● Data provided:
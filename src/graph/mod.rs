//! The resolved package graph.
//!
//! A PackageGraph is built once (by hand or from a snapshot file) and is
//! read-only afterwards. Everything that projects information out of it
//! borrows it immutably.

pub mod errors;
pub mod snapshot;

pub use errors::{GraphError, SnapshotError};
pub use snapshot::{load_graph, GraphSnapshot};

use std::collections::{HashMap, HashSet, VecDeque};

use petgraph::algo::{is_cyclic_directed, kosaraju_scc};
use petgraph::graph::{DiGraph, NodeIndex};
use petgraph::visit::Topo;

use crate::core::{
    PackageId, ProductId, ProductType, ResolvedPackage, ResolvedProduct, ResolvedTarget, TargetId,
};

/// The resolved package graph.
///
/// Packages are nodes, dependency edges point from a package to the packages
/// it depends on. Targets and products live in insertion-ordered arenas so
/// that iteration over them is deterministic.
#[derive(Debug, Clone, Default)]
pub struct PackageGraph {
    /// Package dependency graph
    graph: DiGraph<ResolvedPackage, ()>,

    /// Map from PackageId to node index
    pkg_to_node: HashMap<PackageId, NodeIndex>,

    /// All targets, indexed by TargetId
    targets: Vec<ResolvedTarget>,

    /// All products, indexed by ProductId
    products: Vec<ResolvedProduct>,

    /// Owning package of each target
    target_owner: HashMap<TargetId, NodeIndex>,
}

impl PackageGraph {
    /// Create a new empty graph.
    pub fn new() -> Self {
        Self::default()
    }

    /// Add a package to the graph. Adding the same package twice is a no-op.
    pub fn add_package(&mut self, pkg_id: PackageId) {
        if self.pkg_to_node.contains_key(&pkg_id) {
            return;
        }

        let node = self.graph.add_node(ResolvedPackage::new(pkg_id.clone()));
        self.pkg_to_node.insert(pkg_id, node);
    }

    /// Add a dependency edge between packages.
    pub fn add_dependency(&mut self, from: &PackageId, to: &PackageId) {
        if let (Some(&from_node), Some(&to_node)) =
            (self.pkg_to_node.get(from), self.pkg_to_node.get(to))
        {
            if !self.graph.contains_edge(from_node, to_node) {
                self.graph.add_edge(from_node, to_node, ());
            }
        }
    }

    /// Add a target.
    ///
    /// `owner` names the package the target belongs to. A target whose owner
    /// is `None` or not in the graph is kept but has no owning package.
    pub fn add_target(&mut self, target: ResolvedTarget, owner: Option<&PackageId>) -> TargetId {
        let id = TargetId(self.targets.len());
        self.targets.push(target);

        if let Some(&node) = owner.and_then(|o| self.pkg_to_node.get(o)) {
            self.graph[node].push_target(id);
            self.target_owner.insert(id, node);
        }

        id
    }

    /// Add a product declared by the given package.
    pub fn add_product(&mut self, product: ResolvedProduct, owner: Option<&PackageId>) -> ProductId {
        let id = ProductId(self.products.len());
        self.products.push(product);

        if let Some(&node) = owner.and_then(|o| self.pkg_to_node.get(o)) {
            self.graph[node].push_product(id);
        }

        id
    }

    /// Convenience for adding a product built from targets.
    pub fn add_product_with(
        &mut self,
        owner: &PackageId,
        name: &str,
        product_type: ProductType,
        targets: Vec<TargetId>,
    ) -> ProductId {
        self.add_product(ResolvedProduct::new(name, product_type, targets), Some(owner))
    }

    /// Get a package by ID.
    pub fn package(&self, pkg_id: &PackageId) -> Option<&ResolvedPackage> {
        self.pkg_to_node.get(pkg_id).map(|&n| &self.graph[n])
    }

    /// Get a package by name.
    pub fn package_by_name(&self, name: &str) -> Option<&ResolvedPackage> {
        self.packages().find(|p| p.name() == name)
    }

    /// Get the package that owns a target.
    pub fn package_for(&self, target: TargetId) -> Option<&ResolvedPackage> {
        self.target_owner.get(&target).map(|&n| &self.graph[n])
    }

    /// Get a target by ID.
    pub fn target(&self, id: TargetId) -> Option<&ResolvedTarget> {
        self.targets.get(id.0)
    }

    /// Get a product by ID.
    pub fn product(&self, id: ProductId) -> Option<&ResolvedProduct> {
        self.products.get(id.0)
    }

    /// Iterate over all packages in insertion order.
    pub fn packages(&self) -> impl Iterator<Item = &ResolvedPackage> {
        self.graph.node_weights()
    }

    /// Iterate over all targets in insertion order.
    pub fn all_targets(&self) -> impl Iterator<Item = (TargetId, &ResolvedTarget)> {
        self.targets.iter().enumerate().map(|(i, t)| (TargetId(i), t))
    }

    /// Iterate over all products in insertion order.
    pub fn all_products(&self) -> impl Iterator<Item = (ProductId, &ResolvedProduct)> {
        self.products
            .iter()
            .enumerate()
            .map(|(i, p)| (ProductId(i), p))
    }

    /// Get the number of packages.
    pub fn len(&self) -> usize {
        self.graph.node_count()
    }

    /// Check if empty.
    pub fn is_empty(&self) -> bool {
        self.graph.node_count() == 0
    }

    /// Check if a package is in the graph.
    pub fn contains(&self, pkg_id: &PackageId) -> bool {
        self.pkg_to_node.contains_key(pkg_id)
    }

    /// Get direct dependencies of a package.
    pub fn deps(&self, pkg_id: &PackageId) -> Vec<PackageId> {
        if let Some(&node) = self.pkg_to_node.get(pkg_id) {
            self.graph
                .neighbors(node)
                .map(|n| self.graph[n].package_id().clone())
                .collect()
        } else {
            Vec::new()
        }
    }

    /// Get packages that depend on the given package.
    pub fn dependents(&self, pkg_id: &PackageId) -> Vec<PackageId> {
        if let Some(&node) = self.pkg_to_node.get(pkg_id) {
            self.graph
                .neighbors_directed(node, petgraph::Direction::Incoming)
                .map(|n| self.graph[n].package_id().clone())
                .collect()
        } else {
            Vec::new()
        }
    }

    /// Get packages in topological order (dependencies before dependents).
    pub fn topological_order(&self) -> Vec<PackageId> {
        let mut topo = Topo::new(&self.graph);
        let mut order = Vec::new();

        while let Some(node) = topo.next(&self.graph) {
            order.push(self.graph[node].package_id().clone());
        }

        // add_dependency(a, b) means "a depends on b", so b must come first.
        order.reverse();
        order
    }

    /// Check whether the dependency edges contain a cycle.
    pub fn is_cyclic(&self) -> bool {
        is_cyclic_directed(&self.graph)
    }

    /// Find a dependency cycle, if any.
    ///
    /// The returned path follows dependency edges, starting and ending at the
    /// smallest package of the cycle.
    pub fn find_cycle(&self) -> Option<Vec<PackageId>> {
        for component in kosaraju_scc(&self.graph) {
            let is_cycle = component.len() > 1
                || component
                    .first()
                    .is_some_and(|&n| self.graph.contains_edge(n, n));
            if !is_cycle {
                continue;
            }

            let Some(&start) = component
                .iter()
                .min_by(|&&a, &&b| self.graph[a].package_id().cmp(self.graph[b].package_id()))
            else {
                continue;
            };

            let members: HashSet<NodeIndex> = component.iter().copied().collect();
            if let Some(path) = self.cycle_through(start, &members) {
                return Some(
                    path.into_iter()
                        .map(|n| self.graph[n].package_id().clone())
                        .collect(),
                );
            }
        }

        None
    }

    /// Shortest path of dependency edges from `start` back to itself that
    /// stays inside `members`.
    fn cycle_through(&self, start: NodeIndex, members: &HashSet<NodeIndex>) -> Option<Vec<NodeIndex>> {
        let mut came_from: HashMap<NodeIndex, NodeIndex> = HashMap::new();
        let mut queue = VecDeque::from([start]);

        while let Some(node) = queue.pop_front() {
            let mut next: Vec<NodeIndex> = self
                .graph
                .neighbors(node)
                .filter(|n| members.contains(n))
                .collect();
            next.sort_by(|&a, &b| self.graph[a].package_id().cmp(self.graph[b].package_id()));

            for succ in next {
                if succ == start {
                    let mut back = Vec::new();
                    let mut cur = node;
                    while cur != start {
                        back.push(cur);
                        cur = came_from[&cur];
                    }
                    back.reverse();

                    let mut path = vec![start];
                    path.extend(back);
                    path.push(start);
                    return Some(path);
                }
                if !came_from.contains_key(&succ) {
                    came_from.insert(succ, node);
                    queue.push_back(succ);
                }
            }
        }

        None
    }
}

● Problem:
Find how many lines in the records contain the string "errors", then give the number alone.

● Answer section:
2